Restate word for word the lines of the entries below, starting with the line that holds "pub fn write_identifier(&mut" and ending with the line that holds "from unqualified column names.", and no others.

■ ■ ■ ■

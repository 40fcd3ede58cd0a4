//! Declared SQL types of scalar expressions.

use core::fmt;

/// The declared SQL type of a scalar expression or bound parameter.
#[derive(Debug, Clone, PartialEq, Eq)]
pub enum SqlType {
    /// Boolean.
    Boolean,
    /// Integer (4 bytes).
    Int,
    /// Big integer (8 bytes).
    Long,
    /// Real (4-byte float).
    Float,
    /// Double precision (8-byte float).
    Double,
    /// Decimal with precision and scale.
    Decimal {
        /// Total number of digits.
        precision: Option<u16>,
        /// Number of digits after decimal point.
        scale: Option<u16>,
    },
    /// Variable-length character string.
    Varchar(Option<u32>),
    /// Text (variable length, no limit).
    Text,
    /// Binary large object.
    Blob,
    /// Date.
    Date,
    /// Time.
    Time,
    /// Timestamp.
    Timestamp,
    /// Database-specific type, rendered verbatim.
    Custom(String),
}

impl SqlType {
    /// Returns the type name as written in `CAST(... AS <name>)`.
    #[must_use]
    pub fn type_name(&self) -> String {
        match self {
            Self::Boolean => String::from("BOOLEAN"),
            Self::Int => String::from("INT"),
            Self::Long => String::from("BIGINT"),
            Self::Float => String::from("FLOAT"),
            Self::Double => String::from("DOUBLE"),
            Self::Decimal { precision, scale } => match (precision, scale) {
                (Some(p), Some(s)) => format!("DECIMAL({p}, {s})"),
                (Some(p), None) => format!("DECIMAL({p})"),
                _ => String::from("DECIMAL"),
            },
            Self::Varchar(len) => {
                len.map_or_else(|| String::from("VARCHAR"), |n| format!("VARCHAR({n})"))
            }
            Self::Text => String::from("TEXT"),
            Self::Blob => String::from("BLOB"),
            Self::Date => String::from("DATE"),
            Self::Time => String::from("TIME"),
            Self::Timestamp => String::from("TIMESTAMP"),
            Self::Custom(name) => name.clone(),
        }
    }
}

impl fmt::Display for SqlType {
    fn fmt(&self, f: &mut fmt::Formatter<'_>) -> fmt::Result {
        f.write_str(&self.type_name())
    }
}
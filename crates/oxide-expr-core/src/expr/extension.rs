//! Dialect-defined node kinds.
//!
//! The base tree is a closed set of enums. A dialect adds vocabulary by
//! implementing [`ExtensionNode`] for its own node structs and wrapping them
//! in an [`ExtensionExpr`], which can sit at statement, scalar or query-source
//! position. Visitors and formatters downcast extension nodes back to the
//! concrete type they know about.

use std::any::Any;
use std::fmt;
use std::sync::Arc;

use crate::types::SqlType;

use super::SameNode;

/// Upcasting support for [`ExtensionNode`] implementors.
///
/// Blanket-implemented for every `'static + Send + Sync` type; never
/// implement it by hand.
pub trait AsAny: Any + Send + Sync {
    /// Returns `self` as `&dyn Any`.
    fn as_any(&self) -> &dyn Any;

    /// Converts an `Arc<Self>` into an `Arc<dyn Any>` sharing the allocation.
    fn into_any(self: Arc<Self>) -> Arc<dyn Any + Send + Sync>;
}

impl<T: Any + Send + Sync> AsAny for T {
    fn as_any(&self) -> &dyn Any {
        self
    }

    fn into_any(self: Arc<Self>) -> Arc<dyn Any + Send + Sync> {
        self
    }
}

/// A node kind added to the tree language by a dialect.
pub trait ExtensionNode: AsAny + fmt::Debug {
    /// Short name of the node kind, used in error messages and logs.
    fn kind(&self) -> &'static str;

    /// The declared type when the node is used as a scalar expression.
    fn sql_type(&self) -> Option<SqlType> {
        None
    }
}

/// A shared handle to a dialect-defined node.
#[derive(Debug, Clone)]
pub struct ExtensionExpr {
    node: Arc<dyn ExtensionNode>,
}

impl ExtensionExpr {
    /// Wraps a new node.
    #[must_use]
    pub fn new<T: ExtensionNode>(node: T) -> Self {
        Self::from_arc(Arc::new(node))
    }

    /// Wraps an existing node, keeping its identity.
    #[must_use]
    pub fn from_arc<T: ExtensionNode>(node: Arc<T>) -> Self {
        Self { node }
    }

    /// Returns the node kind name.
    #[must_use]
    pub fn kind(&self) -> &'static str {
        self.node.kind()
    }

    /// Returns the declared scalar type of the node, if it has one.
    #[must_use]
    pub fn sql_type(&self) -> Option<SqlType> {
        self.node.sql_type()
    }

    /// Returns `true` if the wrapped node is a `T`.
    #[must_use]
    pub fn is<T: ExtensionNode>(&self) -> bool {
        (*self.node).as_any().is::<T>()
    }

    /// Borrows the wrapped node as a `T`.
    #[must_use]
    pub fn downcast_ref<T: ExtensionNode>(&self) -> Option<&T> {
        (*self.node).as_any().downcast_ref::<T>()
    }

    /// Returns a shared handle to the wrapped node as a `T`.
    ///
    /// The returned `Arc` points at the same allocation, so wrapping it again
    /// with [`ExtensionExpr::from_arc`] yields a node that
    /// [`is_same`](SameNode::is_same) as this one.
    #[must_use]
    pub fn downcast<T: ExtensionNode>(&self) -> Option<Arc<T>> {
        AsAny::into_any(Arc::clone(&self.node)).downcast::<T>().ok()
    }
}

impl SameNode for ExtensionExpr {
    fn is_same(&self, other: &Self) -> bool {
        std::ptr::addr_eq(Arc::as_ptr(&self.node), Arc::as_ptr(&other.node))
    }
}
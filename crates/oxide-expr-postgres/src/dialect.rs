//! PostgreSQL dialect implementation.

use oxide_expr_core::expr::ExtensionExpr;
use oxide_expr_core::{Dialect, Error, Result, SqlFormatter};

use crate::expr::{ILikeExpr, InsertOrUpdateExpr};
use crate::format;

/// PostgreSQL dialect.
///
/// Keeps the base `OFFSET ? LIMIT ?` pagination.
#[derive(Debug, Default, Clone, Copy)]
pub struct PostgresDialect;

impl PostgresDialect {
    /// Creates a new PostgreSQL dialect.
    #[must_use]
    pub const fn new() -> Self {
        Self
    }
}

impl Dialect for PostgresDialect {
    fn name(&self) -> &'static str {
        "postgresql"
    }

    fn format_extension(
        &self,
        f: &mut SqlFormatter<'_>,
        expr: &ExtensionExpr,
    ) -> Result<ExtensionExpr> {
        if let Some(node) = expr.downcast_ref::<ILikeExpr>() {
            format::write_ilike(f, node)?;
        } else if let Some(node) = expr.downcast_ref::<InsertOrUpdateExpr>() {
            format::write_insert_or_update(f, node)?;
        } else {
            return Err(Error::UnsupportedNode { kind: expr.kind() });
        }

        Ok(expr.clone())
    }
}
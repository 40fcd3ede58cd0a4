//! # oxide-expr-mysql
//!
//! MySQL-specific extensions for `oxide-expr-core`.
//!
//! # How MySQL differs from other dialects
//!
//! - **[Upsert]**: `INSERT ... ON DUPLICATE KEY UPDATE ...` instead of
//!   `ON CONFLICT`. The conflict target is implied by the table's unique
//!   keys. See [`insert_or_update`].
//! - **Multi-row insert**: one `INSERT` with several value tuples. See
//!   [`bulk_insert`].
//! - **[Full-text search]**: `MATCH (cols) AGAINST (? [modifier])`. See
//!   [`match_against`] and [`SearchModifier`].
//! - **[Natural join]**: `NATURAL JOIN`, with no `ON` clause. See
//!   [`natural_join`].
//! - **Pagination**: `LIMIT offset, count` rather than `OFFSET ... LIMIT ...`.
//! - **Identifier quoting**: backticks (`` ` ``).
//!
//! [Upsert]: https://dev.mysql.com/doc/refman/8.0/en/insert-on-duplicate.html
//! [Full-text search]: https://dev.mysql.com/doc/refman/8.0/en/fulltext-search.html
//! [Natural join]: https://dev.mysql.com/doc/refman/8.0/en/join.html
//!
//! ## Example
//!
//! ```rust
//! use oxide_expr_core::expr::{ColumnAssignmentExpr, ColumnExpr, ScalarExpr, TableExpr};
//! use oxide_expr_core::{Dialect, FormatOptions, SqlType};
//! use oxide_expr_mysql::{insert_or_update, MySqlDialect};
//!
//! let id = ColumnExpr::new("id", SqlType::Int);
//! let name = ColumnExpr::new("name", SqlType::Varchar(None));
//! let expr = insert_or_update(
//!     TableExpr::new("users"),
//!     vec![
//!         ColumnAssignmentExpr::new(id, ScalarExpr::argument(1, SqlType::Int)),
//!         ColumnAssignmentExpr::new(name.clone(), ScalarExpr::argument("Alice", SqlType::Varchar(None))),
//!     ],
//!     vec![ColumnAssignmentExpr::new(name, ScalarExpr::argument("Alice", SqlType::Varchar(None)))],
//! );
//!
//! let out = MySqlDialect.format(&expr, FormatOptions::default()).unwrap();
//! assert_eq!(
//!     out.sql,
//!     "INSERT INTO `users` (`id`, `name`) VALUES (?, ?) ON DUPLICATE KEY UPDATE `name` = ?"
//! );
//! assert_eq!(out.parameters.len(), 3);
//! ```

mod dialect;
pub mod expr;
pub mod format;
pub mod visit;

pub use dialect::MySqlDialect;
pub use expr::{
    bulk_insert, insert_or_update, match_against, natural_join, BulkInsertExpr,
    InsertOrUpdateExpr, MatchAgainstExpr, NaturalJoinExpr, SearchModifier,
};
pub use visit::MySqlExprVisitor;
//! SQL text generation.
//!
//! [`SqlFormatter`] is an [`ExprVisitor`] that writes SQL text while it walks
//! the tree and collects every bound argument in the order its `?`
//! placeholder appears. Base node kinds are rendered here; extension nodes
//! and the pagination clause are delegated to the [`Dialect`].
//!
//! Every token is written followed by a single blank. Writers that close a
//! group (`,` or `)`) first call [`SqlFormatter::remove_last_blank`].
//!
//! ```rust
//! use oxide_expr_core::dialect::{Dialect, GenericDialect};
//! use oxide_expr_core::expr::{QuerySource, ScalarExpr, SelectExpr};
//! use oxide_expr_core::format::FormatOptions;
//! use oxide_expr_core::types::SqlType;
//!
//! let age = ScalarExpr::column("age", SqlType::Int);
//! let expr = SelectExpr::new(QuerySource::table("users"))
//!     .where_clause(age.gt(ScalarExpr::argument(18, SqlType::Int)))
//!     .into_expr();
//!
//! let out = GenericDialect.format(&expr, FormatOptions::default()).unwrap();
//! assert_eq!(out.sql, r#"SELECT * FROM "users" WHERE "age" > ?"#);
//! assert_eq!(out.parameters.len(), 1);
//! ```

mod options;

use std::fmt;
use std::sync::Arc;

use tracing::{debug, trace, warn};

pub use options::{FormatOptions, MAX_INDENT_SIZE};

use crate::dialect::Dialect;
use crate::error::{Error, Result};
use crate::expr::{
    AggregateExpr, ArgumentExpr, BetweenExpr, BinaryExpr, CastingExpr, ColumnAssignmentExpr,
    ColumnDeclaringExpr, ColumnExpr, DeleteExpr, ExistsExpr, ExtensionExpr, FunctionExpr,
    InListExpr, InListItems, InsertExpr, InsertFromQueryExpr, JoinExpr, OrderByExpr, OrderType,
    QueryExpr, QuerySource, SameNode, ScalarExpr, SelectExpr, SqlExpr, SubqueryExpr, TableExpr,
    UnaryExpr, UnionExpr, UpdateExpr,
};
use crate::visit::{walk_expr, walk_query_source, walk_scalar, ExprVisitor};

/// Direction of a line break relative to the current indentation.
#[derive(Debug, Clone, Copy, PartialEq, Eq)]
pub enum Indentation {
    /// One level deeper.
    Inner,
    /// One level shallower.
    Outer,
    /// Unchanged.
    Same,
}

/// Rendered SQL text and its bound parameters.
#[derive(Debug, Clone, PartialEq)]
pub struct FormattedSql {
    /// SQL text with `?` placeholders.
    pub sql: String,
    /// Arguments in placeholder order.
    pub parameters: Vec<ArgumentExpr>,
}

/// Renders an expression tree to SQL for one dialect.
///
/// A formatter is single use: [`SqlFormatter::format`] consumes it.
pub struct SqlFormatter<'d> {
    dialect: &'d dyn Dialect,
    options: FormatOptions,
    sql: String,
    parameters: Vec<ArgumentExpr>,
    depth: usize,
}

impl fmt::Debug for SqlFormatter<'_> {
    fn fmt(&self, f: &mut fmt::Formatter<'_>) -> fmt::Result {
        f.debug_struct("SqlFormatter")
            .field("dialect", &self.dialect.name())
            .field("options", &self.options)
            .field("sql", &self.sql)
            .field("parameters", &self.parameters)
            .field("depth", &self.depth)
            .finish()
    }
}

impl<'d> SqlFormatter<'d> {
    /// Creates a formatter with an empty buffer.
    #[must_use]
    pub const fn new(dialect: &'d dyn Dialect, options: FormatOptions) -> Self {
        Self {
            dialect,
            options,
            sql: String::new(),
            parameters: Vec::new(),
            depth: 0,
        }
    }

    /// Renders `expr` and returns the trimmed text with its parameters.
    ///
    /// # Errors
    ///
    /// Returns [`Error::UnsupportedNode`] for extension nodes the dialect
    /// does not handle, [`Error::TreeModified`] if a dialect hook hands back
    /// a different node, or any validation error raised by the dialect.
    pub fn format(mut self, expr: &SqlExpr) -> Result<FormattedSql> {
        self.visit(expr)?;

        let sql = self.sql.trim().to_string();
        debug!(
            dialect = self.dialect.name(),
            kind = expr.kind(),
            sql_len = sql.len(),
            parameters = self.parameters.len(),
            "formatted expression"
        );

        Ok(FormattedSql {
            sql,
            parameters: self.parameters,
        })
    }

    /// The dialect this formatter renders for.
    #[must_use]
    pub const fn dialect(&self) -> &'d dyn Dialect {
        self.dialect
    }

    /// The layout options.
    #[must_use]
    pub const fn options(&self) -> FormatOptions {
        self.options
    }

    /// Text written so far.
    #[must_use]
    pub fn sql(&self) -> &str {
        &self.sql
    }

    /// Parameters collected so far.
    #[must_use]
    pub fn parameters(&self) -> &[ArgumentExpr] {
        &self.parameters
    }

    /// Appends raw text.
    pub fn write(&mut self, text: &str) {
        self.sql.push_str(text);
    }

    /// Appends a keyword followed by a blank.
    pub fn write_keyword(&mut self, keyword: &str) {
        self.sql.push_str(keyword);
        self.sql.push(' ');
    }

    /// Drops one trailing blank, if any.
    pub fn remove_last_blank(&mut self) {
        if self.sql.ends_with(' ') {
            self.sql.pop();
        }
    }

    /// Adjusts the indentation depth and, when beautifying, starts a new
    /// line at that depth.
    ///
    /// # Errors
    ///
    /// Returns [`Error::IndentUnderflow`] when moving outwards from depth 0.
    pub fn new_line(&mut self, indentation: Indentation) -> Result<()> {
        match indentation {
            Indentation::Inner => self.depth += 1,
            Indentation::Outer => {
                self.depth = self.depth.checked_sub(1).ok_or(Error::IndentUnderflow)?;
            }
            Indentation::Same => {}
        }

        if self.options.beautify {
            self.remove_last_blank();
            self.sql.push('\n');
            let width = self.options.indent_width(self.depth);
            self.sql.push_str(&" ".repeat(width));
        }

        Ok(())
    }

    /// Writes a `?` placeholder and records `argument` as its value.
    pub fn push_parameter(&mut self, argument: ArgumentExpr) {
        self.write("? ");
        self.parameters.push(argument);
    }

    /// Quotes an identifier for the current dialect.
    #[must_use]
    pub fn quoted(&self, identifier: &str) -> String {
        self.dialect.quote_identifier(identifier)
    }

    /// Writes a quoted identifier followed by a blank.
    pub fn write_identifier(&mut self, identifier: &str) {
        let quoted = self.quoted(identifier);
        self.write_keyword(&quoted);
    }

    /// Writes a table name with its catalog and schema, without the alias.
    pub fn write_table_name(&mut self, table: &TableExpr) {
        for qualifier in [&table.catalog, &table.schema].into_iter().flatten() {
            let quoted = self.quoted(qualifier);
            self.write(&quoted);
            self.write(".");
        }
        self.write_identifier(&table.name);
    }

    /// Writes `(a, b, ...)` from unqualified column names.
    pub fn write_column_names<'a>(&mut self, columns: impl IntoIterator<Item = &'a ColumnExpr>) {
        self.write("(");
        for (i, column) in columns.into_iter().enumerate() {
            if i > 0 {
                self.remove_last_blank();
                self.write(", ");
            }
            self.write_identifier(&column.name);
        }
        self.remove_last_blank();
        self.write(") ");
    }

    /// Writes one parenthesized value tuple: `(?, ?, ...)`.
    ///
    /// # Errors
    ///
    /// Propagates formatting errors from the values.
    pub fn write_values<'a>(
        &mut self,
        values: impl IntoIterator<Item = &'a ScalarExpr>,
    ) -> Result<()> {
        self.write("(");
        self.write_expression_list(values)?;
        self.remove_last_blank();
        self.write(") ");
        Ok(())
    }

    /// Writes expressions separated by `, `.
    ///
    /// # Errors
    ///
    /// Propagates formatting errors from the expressions.
    pub fn write_expression_list<'a>(
        &mut self,
        exprs: impl IntoIterator<Item = &'a ScalarExpr>,
    ) -> Result<()> {
        for (i, expr) in exprs.into_iter().enumerate() {
            if i > 0 {
                self.remove_last_blank();
                self.write(", ");
            }
            self.visit_scalar(expr)?;
        }
        Ok(())
    }

    /// Writes `a = ?, b = ?, ...` with unqualified column names.
    ///
    /// # Errors
    ///
    /// Propagates formatting errors from the assigned values.
    pub fn write_column_assignments(
        &mut self,
        assignments: &[Arc<ColumnAssignmentExpr>],
    ) -> Result<()> {
        for (i, assignment) in assignments.iter().enumerate() {
            if i > 0 {
                self.remove_last_blank();
                self.write(", ");
            }
            self.write_identifier(&assignment.column.name);
            self.write("= ");
            self.visit_scalar(&assignment.expr)?;
        }
        Ok(())
    }

    /// Writes an operand, parenthesized unless it is a leaf or otherwise
    /// self-delimiting.
    ///
    /// # Errors
    ///
    /// Propagates formatting errors from the operand.
    pub fn write_operand(&mut self, expr: &ScalarExpr) -> Result<()> {
        if expr.needs_brackets() {
            self.write("(");
            self.visit_scalar(expr)?;
            self.remove_last_blank();
            self.write(") ");
        } else {
            self.visit_scalar(expr)?;
        }
        Ok(())
    }

    /// Writes a parenthesized sub-query, indented one level.
    ///
    /// # Errors
    ///
    /// Propagates formatting errors from the query.
    pub fn write_subquery(&mut self, query: &QueryExpr) -> Result<()> {
        self.write("(");
        self.new_line(Indentation::Inner)?;
        self.visit_query(query)?;
        self.remove_last_blank();
        self.new_line(Indentation::Outer)?;
        self.write(") ");
        Ok(())
    }

    fn write_where(&mut self, condition: Option<&ScalarExpr>) -> Result<()> {
        if let Some(condition) = condition {
            self.new_line(Indentation::Same)?;
            self.write_keyword("WHERE");
            self.visit_scalar(condition)?;
        }
        Ok(())
    }

    fn write_order_by(&mut self, order_by: &[Arc<OrderByExpr>]) -> Result<()> {
        if order_by.is_empty() {
            return Ok(());
        }

        self.new_line(Indentation::Same)?;
        self.write_keyword("ORDER BY");
        for (i, entry) in order_by.iter().enumerate() {
            if i > 0 {
                self.remove_last_blank();
                self.write(", ");
            }
            self.visit_order_by(entry)?;
        }
        Ok(())
    }

    fn write_pagination(&mut self, query: &QueryExpr) -> Result<()> {
        if !query.is_paginated() {
            return Ok(());
        }

        self.new_line(Indentation::Same)?;
        let dialect = self.dialect;
        dialect.write_pagination(self, query)
    }

    fn ensure_same(&self, kind: &'static str, same: bool) -> Result<()> {
        if same {
            return Ok(());
        }

        warn!(
            dialect = self.dialect.name(),
            kind, "formatter returned a different node"
        );
        Err(Error::TreeModified { kind })
    }
}
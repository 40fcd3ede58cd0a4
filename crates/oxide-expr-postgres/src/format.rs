//! Rendering of PostgreSQL nodes.

use oxide_expr_core::{Result, SqlFormatter};
use tracing::warn;

use crate::expr::{ILikeExpr, InsertOrUpdateExpr};

/// `left ILIKE right`, bracketing operands like a binary operator.
///
/// # Errors
///
/// Propagates formatting errors from either operand.
pub fn write_ilike(f: &mut SqlFormatter<'_>, expr: &ILikeExpr) -> Result<()> {
    f.write_operand(&expr.left)?;
    f.write_keyword("ILIKE");
    f.write_operand(&expr.right)?;
    Ok(())
}

/// `INSERT INTO t (cols) VALUES (row) [ON CONFLICT (keys) DO UPDATE SET ... | DO NOTHING]`.
///
/// # Errors
///
/// Returns [`oxide_expr_core::Error::MissingConflictTarget`] for update
/// assignments without conflict columns; otherwise propagates formatting
/// errors from the values.
pub fn write_insert_or_update(
    f: &mut SqlFormatter<'_>,
    expr: &InsertOrUpdateExpr,
) -> Result<()> {
    if let Err(e) = expr.validate() {
        warn!(table = %expr.table.name, error = %e, "rejecting upsert");
        return Err(e);
    }

    f.write_keyword("INSERT INTO");
    f.write_table_name(&expr.table);
    f.write_column_names(expr.assignments.iter().map(|a| a.column.as_ref()));
    f.write_keyword("VALUES");
    f.write_values(expr.assignments.iter().map(|a| &a.expr))?;

    if expr.conflict_columns.is_empty() {
        return Ok(());
    }

    f.write_keyword("ON CONFLICT");
    f.write_column_names(expr.conflict_columns.iter().map(AsRef::as_ref));
    if expr.update_assignments.is_empty() {
        f.write_keyword("DO NOTHING");
    } else {
        f.write_keyword("DO UPDATE SET");
        f.write_column_assignments(&expr.update_assignments)?;
    }

    Ok(())
}
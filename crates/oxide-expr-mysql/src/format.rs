//! Rendering of MySQL nodes.
//!
//! The writers accept any formatter, so a dialect building on MySQL can
//! reuse them from its own `format_extension`.

use std::sync::Arc;

use oxide_expr_core::dialect::pagination_arguments;
use oxide_expr_core::expr::{ArgumentExpr, ColumnAssignmentExpr, QueryExpr, TableExpr};
use oxide_expr_core::visit::ExprVisitor;
use oxide_expr_core::{Indentation, Result, SqlFormatter, SqlType};
use tracing::warn;

use crate::expr::{BulkInsertExpr, InsertOrUpdateExpr, MatchAgainstExpr, NaturalJoinExpr};

/// Writes `INSERT INTO t (cols) VALUES `.
fn write_insert_head(
    f: &mut SqlFormatter<'_>,
    table: &TableExpr,
    row: &[Arc<ColumnAssignmentExpr>],
) {
    f.write_keyword("INSERT INTO");
    f.write_table_name(table);
    f.write_column_names(row.iter().map(|a| a.column.as_ref()));
    f.write_keyword("VALUES");
}

/// `INSERT INTO t (cols) VALUES (row) [ON DUPLICATE KEY UPDATE ...]`.
///
/// # Errors
///
/// Propagates formatting errors from the assigned values.
pub fn write_insert_or_update(
    f: &mut SqlFormatter<'_>,
    expr: &InsertOrUpdateExpr,
) -> Result<()> {
    write_insert_head(f, &expr.table, &expr.assignments);
    f.write_values(expr.assignments.iter().map(|a| &a.expr))?;

    if !expr.update_assignments.is_empty() {
        f.write_keyword("ON DUPLICATE KEY UPDATE");
        f.write_column_assignments(&expr.update_assignments)?;
    }

    Ok(())
}

/// `INSERT INTO t (cols) VALUES (row0), (row1), ...`.
///
/// # Errors
///
/// Returns [`oxide_expr_core::Error::MalformedBulkInsert`] if there are no
/// rows or a row's columns differ from the first row's.
pub fn write_bulk_insert(
    f: &mut SqlFormatter<'_>,
    expr: &BulkInsertExpr,
) -> Result<()> {
    if let Err(e) = expr.validate() {
        warn!(table = %expr.table.name, error = %e, "rejecting bulk insert");
        return Err(e);
    }

    let first = expr.rows.first().map_or(&[][..], Vec::as_slice);
    write_insert_head(f, &expr.table, first);

    for (i, row) in expr.rows.iter().enumerate() {
        if i > 0 {
            f.remove_last_blank();
            f.write(", ");
        }
        f.write_values(row.iter().map(|a| &a.expr))?;
    }

    Ok(())
}

/// `left NATURAL JOIN right`.
///
/// # Errors
///
/// Propagates formatting errors from either side.
pub fn write_natural_join(
    f: &mut SqlFormatter<'_>,
    expr: &NaturalJoinExpr,
) -> Result<()> {
    f.visit_query_source(&expr.left)?;
    f.new_line(Indentation::Same)?;
    f.write_keyword("NATURAL JOIN");
    f.visit_query_source(&expr.right)?;
    Ok(())
}

/// `MATCH (cols) AGAINST (? [modifier])`, binding the search string.
///
/// # Errors
///
/// Propagates formatting errors from the match columns.
pub fn write_match_against(
    f: &mut SqlFormatter<'_>,
    expr: &MatchAgainstExpr,
) -> Result<()> {
    f.write("MATCH (");
    f.write_expression_list(&expr.match_columns)?;
    f.remove_last_blank();
    f.write(") AGAINST (");
    f.push_parameter(ArgumentExpr::new(
        expr.search_string.clone(),
        SqlType::Varchar(None),
    ));
    if let Some(modifier) = expr.search_modifier {
        f.write_keyword(modifier.as_str());
    }
    f.remove_last_blank();
    f.write(") ");
    Ok(())
}

/// `LIMIT ?, ?`, binding offset then limit.
pub fn write_limit(f: &mut SqlFormatter<'_>, query: &QueryExpr) {
    let (offset, limit) = pagination_arguments(query);
    f.write_keyword("LIMIT");
    f.push_parameter(offset);
    f.remove_last_blank();
    f.write(", ");
    f.push_parameter(limit);
}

■ ■ ■ ■

Exercise result:
    pub fn write_identifier(&mut self, identifier: &str) {
        let quoted = self.quoted(identifier);
        self.write_keyword(&quoted);
    }

    /// Writes a table name with its catalog and schema, without the alias.
    pub fn write_table_name(&mut self, table: &TableExpr) {
        for qualifier in [&table.catalog, &table.schema].into_iter().flatten() {
            let quoted = self.quoted(qualifier);
            self.write(&quoted);
            self.write(".");
        }
        self.write_identifier(&table.name);
    }

    /// Writes `(a, b, ...)` from unqualified column names.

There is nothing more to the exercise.